(Dataset entries)

========

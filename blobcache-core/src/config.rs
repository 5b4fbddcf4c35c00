//! Cache configuration.
//!
//! Precedence, lowest first: built-in defaults, a TOML file, then
//! `BLOBCACHE_*` environment variables (optionally seeded from a `.env`
//! file).

use std::fs::read_to_string;
use std::path::{Path, PathBuf};
use std::time::Duration;

use serde::{Deserialize, Serialize};
use url::Url;

use crate::error::ConfigError;
use crate::eviction::EvictionConfig;
use crate::monitor::MonitorConfig;
use crate::priority::{PriorityConfig, Variant};
use crate::retry::RetryPolicy;

pub const DEFAULT_ORIGIN: &str = "https://imagedelivery.net/DsjSNgDb-WbLxvpVXBuSVg";

pub const ENV_ORIGIN: &str = "BLOBCACHE_ORIGIN";
pub const ENV_DEFAULT_VARIANT: &str = "BLOBCACHE_DEFAULT_VARIANT";
pub const ENV_MONITOR_INTERVAL_MS: &str = "BLOBCACHE_MONITOR_INTERVAL_MS";
pub const ENV_RETRY_MAX_ATTEMPTS: &str = "BLOBCACHE_RETRY_MAX_ATTEMPTS";
pub const ENV_REQUEST_TIMEOUT_MS: &str = "BLOBCACHE_REQUEST_TIMEOUT_MS";

#[derive(Debug, Clone, PartialEq, Serialize, Deserialize)]
#[serde(default)]
pub struct CacheConfig {
    /// Asset-delivery origin; assets live at `{origin}/{key}/{variant}`.
    pub origin: String,
    pub default_variant: String,
    /// Transport timeout for a single HTTP request.
    #[serde(skip_serializing_if = "Option::is_none")]
    pub request_timeout_ms: Option<u64>,
    /// Buffer size of the change-event channel.
    pub events_capacity: usize,
    pub retry: RetryPolicy,
    pub priority: PriorityConfig,
    pub eviction: EvictionConfig,
    pub monitor: MonitorConfig,
}

impl Default for CacheConfig {
    fn default() -> Self {
        Self {
            origin: DEFAULT_ORIGIN.to_string(),
            default_variant: Variant::DEFAULT.to_string(),
            request_timeout_ms: Some(30_000),
            events_capacity: 256,
            retry: RetryPolicy::default(),
            priority: PriorityConfig::default(),
            eviction: EvictionConfig::default(),
            monitor: MonitorConfig::default(),
        }
    }
}

impl CacheConfig {
    /// Load the effective configuration and validate it.
    pub fn load(
        path: Option<&Path>,
        env_file: Option<&Path>,
    ) -> Result<Self, ConfigError> {
        if let Some(env_file) = env_file {
            dotenvy::from_path(env_file)?;
        }

        let mut config = match path {
            Some(path) => Self::from_file(path)?,
            None => Self::default(),
        };
        config.apply_env(|name| std::env::var(name).ok())?;
        config.validate()?;
        Ok(config)
    }

    pub fn from_file(path: &Path) -> Result<Self, ConfigError> {
        let contents = read_to_string(path).map_err(|source| ConfigError::Io {
            path: path.to_path_buf(),
            source,
        })?;
        Self::parse(&contents, path)
    }

    pub fn from_toml_str(contents: &str) -> Result<Self, ConfigError> {
        Self::parse(contents, Path::new("<inline>"))
    }

    fn parse(contents: &str, path: &Path) -> Result<Self, ConfigError> {
        toml::from_str(contents).map_err(|source| ConfigError::Parse {
            path: PathBuf::from(path),
            source,
        })
    }

    /// Overlay `BLOBCACHE_*` variables resolved through `lookup`.
    pub fn apply_env<F>(&mut self, lookup: F) -> Result<(), ConfigError>
    where
        F: Fn(&str) -> Option<String>,
    {
        let lookup = |name: &str| {
            lookup(name)
                .map(|value| value.trim().to_string())
                .filter(|value| !value.is_empty())
        };

        if let Some(origin) = lookup(ENV_ORIGIN) {
            self.origin = origin;
        }
        if let Some(variant) = lookup(ENV_DEFAULT_VARIANT) {
            self.default_variant = variant;
        }
        if let Some(value) = lookup(ENV_MONITOR_INTERVAL_MS) {
            self.monitor.interval_ms = parse_number(ENV_MONITOR_INTERVAL_MS, &value)?;
        }
        if let Some(value) = lookup(ENV_RETRY_MAX_ATTEMPTS) {
            self.retry.max_attempts = parse_number(ENV_RETRY_MAX_ATTEMPTS, &value)?;
        }
        if let Some(value) = lookup(ENV_REQUEST_TIMEOUT_MS) {
            let timeout: u64 = parse_number(ENV_REQUEST_TIMEOUT_MS, &value)?;
            self.request_timeout_ms = (timeout > 0).then_some(timeout);
        }
        Ok(())
    }

    pub fn validate(&self) -> Result<(), ConfigError> {
        let origin = self.origin_url()?;
        if !matches!(origin.scheme(), "http" | "https") {
            return Err(invalid(
                "origin",
                format!("unsupported scheme '{}'", origin.scheme()),
            ));
        }
        if self.default_variant.trim().is_empty() {
            return Err(invalid("default_variant", "must not be empty"));
        }
        if self.retry.max_attempts == 0 {
            return Err(invalid("retry.max_attempts", "must be at least 1"));
        }
        if self.retry.base_delay_ms > self.retry.max_delay_ms {
            return Err(invalid(
                "retry.base_delay_ms",
                "must not exceed retry.max_delay_ms",
            ));
        }
        if self.events_capacity == 0 {
            return Err(invalid("events_capacity", "must be at least 1"));
        }

        let capacity = &self.eviction.capacity;
        let all_limits = capacity
            .tiers
            .iter()
            .map(|tier| tier.limits)
            .chain([capacity.baseline, capacity.no_signal]);
        for limits in all_limits {
            if limits.max_entries == 0 || limits.cleanup_batch == 0 {
                return Err(invalid(
                    "eviction.capacity",
                    "max_entries and cleanup_batch must be at least 1",
                ));
            }
        }
        for tier in &capacity.tiers {
            check_ratio("eviction.capacity.tiers.above", tier.above)?;
        }

        let monitor = &self.monitor;
        if monitor.interval_ms == 0 {
            return Err(invalid("monitor.interval_ms", "must be at least 1"));
        }
        check_ratio("monitor.aggressive_threshold", monitor.aggressive_threshold)?;
        check_ratio("monitor.normal_threshold", monitor.normal_threshold)?;
        check_ratio("monitor.aggressive_fraction", monitor.aggressive_fraction)?;
        check_ratio("monitor.normal_fraction", monitor.normal_fraction)?;
        check_ratio("monitor.optimize_fraction", monitor.optimize_fraction)?;
        check_ratio("monitor.pressure_threshold", monitor.pressure_threshold)?;
        Ok(())
    }

    pub fn origin_url(&self) -> Result<Url, ConfigError> {
        Url::parse(self.origin.trim()).map_err(|source| ConfigError::InvalidOrigin {
            origin: self.origin.clone(),
            source,
        })
    }

    pub fn default_variant(&self) -> Variant {
        Variant::new(self.default_variant.trim())
    }

    pub fn request_timeout(&self) -> Option<Duration> {
        self.request_timeout_ms.map(Duration::from_millis)
    }

    pub fn to_toml_string(&self) -> Result<String, toml::ser::Error> {
        toml::to_string(self)
    }
}

fn invalid(field: &'static str, reason: impl Into<String>) -> ConfigError {
    ConfigError::InvalidValue {
        field,
        reason: reason.into(),
    }
}

fn check_ratio(field: &'static str, value: f64) -> Result<(), ConfigError> {
    if (0.0..=1.0).contains(&value) {
        Ok(())
    } else {
        Err(invalid(field, format!("{value} is outside 0..=1")))
    }
}

fn parse_number<T: std::str::FromStr>(
    field: &'static str,
    value: &str,
) -> Result<T, ConfigError>
where
    T::Err: std::fmt::Display,
{
    value
        .parse()
        .map_err(|e: T::Err| invalid(field, format!("'{value}': {e}")))
}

========

> **Exercise**: Please give the number of lines in the entries above that hold "serde", with no other words.

> **Completed exercise**: 3